Israel must ‘dismantle the apartheid system’
Amnesty called on the UN Security Council to impose a comprehensive arms embargo on Israel, as well as “targeted sanctions, such as asset freezes, against Israeli officials most implicated in the crime of apartheid”.
Israel has vigorously rejected the “apartheid” label in the past.
But Amnesty’s report follows a similar conclusion reached by US-based Human Rights Watch, which published a report (PDF) in April last year that found Israel is committing the “crimes against humanity of apartheid and persecution” against Palestinians.

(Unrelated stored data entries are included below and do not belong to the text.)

//! Sparse voxel octree.
//!
//! A rooted, up to 8-ary tree over axis-aligned cubes. The root covers
//! `[0, 2^max_depth)` on every axis; each level halves the region. Nodes are
//! created lazily on the first write into an empty octant and are never
//! removed individually.
//!
//! # Write Semantics
//!
//! ```text
//! descend(node, min, size):
//!   size == 1 or node.level == target level  → node becomes Leaf(voxel)
//!   node is a leaf, LeafPolicy::Overwrite     → node becomes Leaf(voxel)
//!   node is a leaf, LeafPolicy::Split         → split into 8 leaves, continue
//!   otherwise                                 → descend into the octant of
//!                                               the point, creating it
//! ```
//!
//! Turning a node into a leaf drops whatever it held before. That is a
//! destructive overwrite, not a merge.
//!
//! # Module Structure
//!
//! - [`config`]: `OctreeConfig`, `LeafPolicy`
//! - [`node`]: `OctreeNode`, `Children`, `Voxel`
//! - [`octant`]: octant index and offset math shared with the flattener

pub mod config;
pub mod node;
pub mod octant;

// Re-exports
pub use config::{LeafPolicy, OctreeConfig};
pub use node::{Children, OctreeNode, Slot, Voxel};

use glam::UVec3;
use tracing::{debug, trace};

use crate::color::Rgb;
use crate::error::{SvoError, SvoResult};
use octant::child_region;

/// Counts gathered by a full walk of the tree.
#[derive(Clone, Copy, Debug, Default, PartialEq, Eq)]
pub struct OctreeStats {
  /// Nodes, root included.
  pub nodes: usize,
  /// Leaf nodes.
  pub leaves: usize,
  /// Unit cells covered by leaves.
  pub filled_cells: u64,
  /// Deepest level holding a node.
  pub max_level: u8,
}

/// A single pending write, validated before the tree is touched.
struct Edit {
  point: UVec3,
  level: u8,
  voxel: Voxel,
  policy: LeafPolicy,
  merge_uniform: bool,
}

/// Sparse voxel octree bounded by `max_depth`.
///
/// Single-writer: there is no internal synchronization.
#[derive(Clone, Debug, PartialEq, Eq)]
pub struct Octree {
  config: OctreeConfig,
  root: OctreeNode,
}

impl Octree {
  /// Create an empty octree with the default write semantics.
  ///
  /// Fails with [`SvoError::InvalidConfiguration`] for a negative depth or one
  /// deeper than [`MAX_DEPTH`](crate::MAX_DEPTH).
  pub fn new(max_depth: i32) -> SvoResult<Self> {
    let max_depth = OctreeConfig::validate_depth(max_depth)?;
    Self::with_config(OctreeConfig::default().with_max_depth(max_depth))
  }

  pub fn with_config(config: OctreeConfig) -> SvoResult<Self> {
    config.validate()?;
    debug!(
      max_depth = config.max_depth,
      leaf_policy = ?config.leaf_policy,
      merge_uniform = config.merge_uniform,
      "created octree"
    );
    Ok(Self {
      config,
      root: OctreeNode::new(0),
    })
  }

  #[inline]
  pub fn config(&self) -> &OctreeConfig {
    &self.config
  }

  #[inline]
  pub fn max_depth(&self) -> u8 {
    self.config.max_depth
  }

  /// Cells per axis (2^max_depth).
  #[inline]
  pub fn size(&self) -> u32 {
    self.config.size()
  }

  #[inline]
  pub fn root(&self) -> &OctreeNode {
    &self.root
  }

  /// True when nothing has been written since construction or [`clear`](Self::clear).
  pub fn is_empty(&self) -> bool {
    self.root.is_empty()
  }

  /// Drop every node and start again from an empty root.
  pub fn clear(&mut self) {
    self.root = OctreeNode::new(0);
  }

  /// Insert or overwrite the unit voxel at (x, y, z) with a `#RRGGBB` color.
  pub fn set_voxel(&mut self, x: i32, y: i32, z: i32, color: &str) -> SvoResult<()> {
    let color = Rgb::from_hex(color)?;
    self.set_voxel_rgb(x, y, z, color)
  }

  /// Insert or overwrite the unit voxel at (x, y, z).
  pub fn set_voxel_rgb(&mut self, x: i32, y: i32, z: i32, color: Rgb) -> SvoResult<()> {
    self.set_voxel_at_level(x, y, z, self.config.max_depth, color)
  }

  /// Write a voxel covering the whole node at `level` that contains (x, y, z).
  ///
  /// `level == max_depth` is a unit cell, `level == 0` the whole volume. The
  /// node at `level` becomes a leaf and loses any children it had.
  #[cfg_attr(
    feature = "instrument",
    tracing::instrument(skip(self), name = "octree::set_voxel")
  )]
  pub fn set_voxel_at_level(
    &mut self,
    x: i32,
    y: i32,
    z: i32,
    level: u8,
    color: Rgb,
  ) -> SvoResult<()> {
    let point = self.check_point(x, y, z)?;
    if level > self.config.max_depth {
      return Err(SvoError::LevelOutOfRange {
        level,
        max_depth: self.config.max_depth,
      });
    }

    let edit = Edit {
      point,
      level,
      voxel: Voxel::new(color),
      policy: self.config.leaf_policy,
      merge_uniform: self.config.merge_uniform,
    };
    let size = self.size();
    write(&mut self.root, UVec3::ZERO, size, &edit);
    Ok(())
  }

  /// Color of the cell at (x, y, z), or `None` if nothing covers it.
  ///
  /// Follows the same descent as the writes; a leaf answers for every cell of
  /// its region.
  pub fn get_voxel(&self, x: i32, y: i32, z: i32) -> SvoResult<Option<Rgb>> {
    let point = self.check_point(x, y, z)?;

    let mut node = &self.root;
    let mut min = UVec3::ZERO;
    let mut size = self.size();

    loop {
      if let Some(voxel) = node.voxel() {
        return Ok(Some(voxel.color));
      }
      if size == 1 {
        return Ok(None);
      }
      let (octant, child_min) = child_region(point, min, size);
      match node.child(octant) {
        Some(child) => {
          node = child;
          min = child_min;
          size /= 2;
        }
        None => return Ok(None),
      }
    }
  }

  /// Walk the whole tree and count nodes and leaves.
  pub fn stats(&self) -> OctreeStats {
    let mut stats = OctreeStats::default();
    collect_stats(&self.root, self.size(), &mut stats);
    stats
  }

  /// Reject coordinates outside `[0, size)` on any axis.
  fn check_point(&self, x: i32, y: i32, z: i32) -> SvoResult<UVec3> {
    let size = self.size();
    let in_range = |v: i32| v >= 0 && (v as u32) < size;
    if in_range(x) && in_range(y) && in_range(z) {
      Ok(UVec3::new(x as u32, y as u32, z as u32))
    } else {
      Err(SvoError::CoordinateOutOfRange { x, y, z, size })
    }
  }
}

fn write(node: &mut OctreeNode, min: UVec3, size: u32, edit: &Edit) {
  if size == 1 || node.level() >= edit.level {
    node.make_leaf(edit.voxel);
    return;
  }

  if node.is_leaf() {
    match edit.policy {
      LeafPolicy::Overwrite => {
        trace!(level = node.level(), size, "overwriting leaf region");
        node.make_leaf(edit.voxel);
        return;
      }
      LeafPolicy::Split => trace!(level = node.level(), size, "splitting leaf region"),
    }
  }

  let (octant, child_min) = child_region(edit.point, min, size);
  write(node.child_or_insert(octant), child_min, size / 2, edit);

  if edit.merge_uniform && node.try_merge() {
    trace!(level = node.level(), size, "merged uniform octants");
  }
}

fn collect_stats(node: &OctreeNode, size: u32, stats: &mut OctreeStats) {
  stats.nodes += 1;
  stats.max_level = stats.max_level.max(node.level());
  if node.is_leaf() {
    stats.leaves += 1;
    stats.filled_cells += u64::from(size).pow(3);
  }
  for (_, child) in node.populated() {
    collect_stats(child, size / 2, stats);
  }
}
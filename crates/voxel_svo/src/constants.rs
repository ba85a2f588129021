//! Volume texture layout constants.
//!
//! A flattened octree of depth `D` is a cube of `S = 2^D` texels per axis,
//! four bytes (RGBA8) per texel. The layout is the one the GPU upload call
//! declares, so it must not change:
//!
//! ```text
//! Volume memory layout (row-major, X innermost):
//!
//! Texel:   0       1       2   ...  S-1       S      ...  S²     ...
//! Content: [0,0,0] [1,0,0] [2,0,0]  [S-1,0,0] [0,1,0]     [0,0,1]
//!          └──────────── X ──────────────┘└── X ──...
//!
//! byte index = (z * S² + y * S + x) * 4
//! ```
//!
//! # Octant Numbering
//!
//! ```text
//! Octant index bits (binary: ZYX):
//!   0 = (0,0,0)    4 = (0,0,1)
//!   1 = (1,0,0)    5 = (1,0,1)
//!   2 = (0,1,0)    6 = (0,1,1)
//!   3 = (1,1,0)    7 = (1,1,1)
//! ```

/// Deepest supported octree (1024³ texels, 4 GiB of RGBA8).
pub const MAX_DEPTH: u8 = 10;

/// Children per internal node.
pub const OCTANT_COUNT: usize = 8;

/// Bytes per texel (RGBA8).
pub const TEXEL_CHANNELS: usize = 4;

/// Alpha written for every populated texel. Voxels carry no transparency.
pub const OPAQUE_ALPHA: u8 = 255;

/// Texels per axis for a tree of `max_depth` (2^max_depth).
#[inline(always)]
pub const fn volume_size(max_depth: u8) -> usize {
  1 << max_depth
}

/// Total texel count of the flattened volume.
#[inline(always)]
pub const fn texel_count(max_depth: u8) -> usize {
  let size = volume_size(max_depth);
  size * size * size
}

/// Byte length of the flattened RGBA8 volume.
#[inline(always)]
pub const fn byte_len(max_depth: u8) -> usize {
  texel_count(max_depth) * TEXEL_CHANNELS
}

/// Convert 3D texel coordinates to the byte offset of the texel's red channel.
///
/// Layout: Z is the slice axis (stride S²), Y is the row axis (stride S), X is
/// innermost (stride 1).
#[inline(always)]
pub const fn texel_index(x: usize, y: usize, z: usize, size: usize) -> usize {
  (z * size * size + y * size + x) * TEXEL_CHANNELS
}

/// Convert a byte offset back to 3D texel coordinates.
#[inline(always)]
pub const fn index_to_texel(index: usize, size: usize) -> (usize, usize, usize) {
  let texel = index / TEXEL_CHANNELS;
  (texel % size, (texel / size) % size, texel / (size * size))
}

#[cfg(test)]
#[path = "constants_test.rs"]
mod constants_test;
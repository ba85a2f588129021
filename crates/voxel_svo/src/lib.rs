//! voxel_svo - Sparse voxel octree for raymarched volume rendering
//!
//! This crate stores colored voxels in a bounded sparse octree and flattens
//! the tree into a dense RGBA8 3D texture for upload to a GPU sampler. It has
//! no engine dependency; the upload itself goes through the
//! [`VolumeUploader`] trait, implemented by the host.
//!
//! # Features
//!
//! - **Sparse insertion**: `O(max_depth)` writes with lazily created nodes
//! - **Leaf policies**: wholesale leaf overwrite or split-on-write
//! - **Uniform merging**: optional collapse of identical octants into one leaf
//! - **Flattening**: row-major `(z * S² + y * S + x) * 4` RGBA8 volume
//!
//! # Example
//!
//! ```
//! use voxel_svo::{flatten, Octree};
//!
//! let mut octree = Octree::new(1)?;
//! octree.set_voxel(0, 0, 0, "#FF0000")?;
//! octree.set_voxel(1, 1, 1, "#00FF00")?;
//!
//! let texture = flatten(&octree);
//! assert_eq!(texture.data().len(), 2 * 2 * 2 * 4);
//! assert_eq!(texture.texel(1, 1, 1), Some([0, 255, 0, 255]));
//! # Ok::<(), voxel_svo::SvoError>(())
//! ```

pub mod color;
pub mod constants;
pub mod error;

// Re-export commonly used items
pub use color::Rgb;
pub use constants::{byte_len, texel_index, volume_size, MAX_DEPTH, TEXEL_CHANNELS};
pub use error::{SvoError, SvoResult};

// Sparse voxel octree
pub mod octree;
pub use octree::{Children, LeafPolicy, Octree, OctreeConfig, OctreeNode, OctreeStats, Voxel};

// Dense texture flattening and the GPU upload seam
pub mod texture;
pub use texture::{
  flatten, flatten_into, upload, AddressMode, FilterMode, SamplerConfig, VolumeTexture,
  VolumeUploader,
};
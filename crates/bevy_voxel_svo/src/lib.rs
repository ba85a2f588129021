//! Bevy presentation layer for voxel_svo.
//!
//! This crate bridges the engine-independent octree with Bevy: it loads a
//! scene description, builds the octree, and keeps a 3D `Image` asset in sync
//! with it for the raymarching material to sample.

pub mod image;
pub mod resources;
pub mod scene;
pub mod systems;

#[cfg(test)]
mod plugin_test;

use std::path::PathBuf;

use bevy::prelude::*;
pub use image::{volume_image, ImageUploader};
pub use resources::*;
pub use scene::SceneConfig;

/// Bevy plugin that builds the voxel scene and uploads it as a volume texture.
///
/// Expects `Assets<Image>` to exist (registered by `DefaultPlugins`).
#[derive(Default)]
pub struct SvoPlugin {
	/// TOML scene to load at startup. The built-in demo scene is used when
	/// unset or when the file cannot be loaded or built.
	pub scene: Option<PathBuf>,
}

impl Plugin for SvoPlugin {
	fn build(&self, app: &mut App) {
		app.insert_resource(SvoSceneSource {
			path: self.scene.clone(),
		})
		.add_systems(Startup, systems::setup_svo_scene)
		.add_systems(Update, systems::sync_svo_texture);
	}
}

Likewise, Israeli rights group B’Tselem published a study in January 2021 that found that Palestinians – divided into four tiers of inferior treatment – are denied the right to self-determination.
Al Jazeera’s Nida Ibrahim said Palestinian human rights organizations have always used the apartheid term to describe Israel’s system in the occupied territories.
“For Palestinians, they want the world to know that they are living under a system for two people when it comes to roads, land, laws,” she said, speaking from the Jordan Valley in the occupied West Bank.
Palestinians in the occupied territories live under Israeli military rule, and Israel uses these military rules to confiscate lands and to benefit the Jewish Israeli residents that live in settlements that are considered illegal under international law, Ibrahim explained.
“At the same time, Israel uses the same military rule to make the lives of Palestinians harder, the ultimate goal of all of this is to get them to leave [the land],” she said.
Amnesty said the unlawful killing of Palestinian protesters in Gaza is perhaps the “clearest illustration of how Israeli authorities use proscribed acts to maintain the status quo”.
It was referring to a period over 2018 and 2019 where Palestinians in Gaza held weekly demonstrations along the Israeli separation fence, calling for the right of return for refugees and an end to the blockade.
The Great March of Return protests were met with violence by Israeli forces, who fired tear gas canisters, rubber bullets and live ammunition, mostly by snipers. By the time the demonstrations were suspended at the end of 2019, Israeli forces had killed at least 214 Palestinians, including 46 children, according to the UN.
“The international response to apartheid must no longer be limited to bland condemnations and equivocating,” Callamard said.
“Israel must dismantle the apartheid system and start treating Palestinians as human beings with equal rights and dignity.”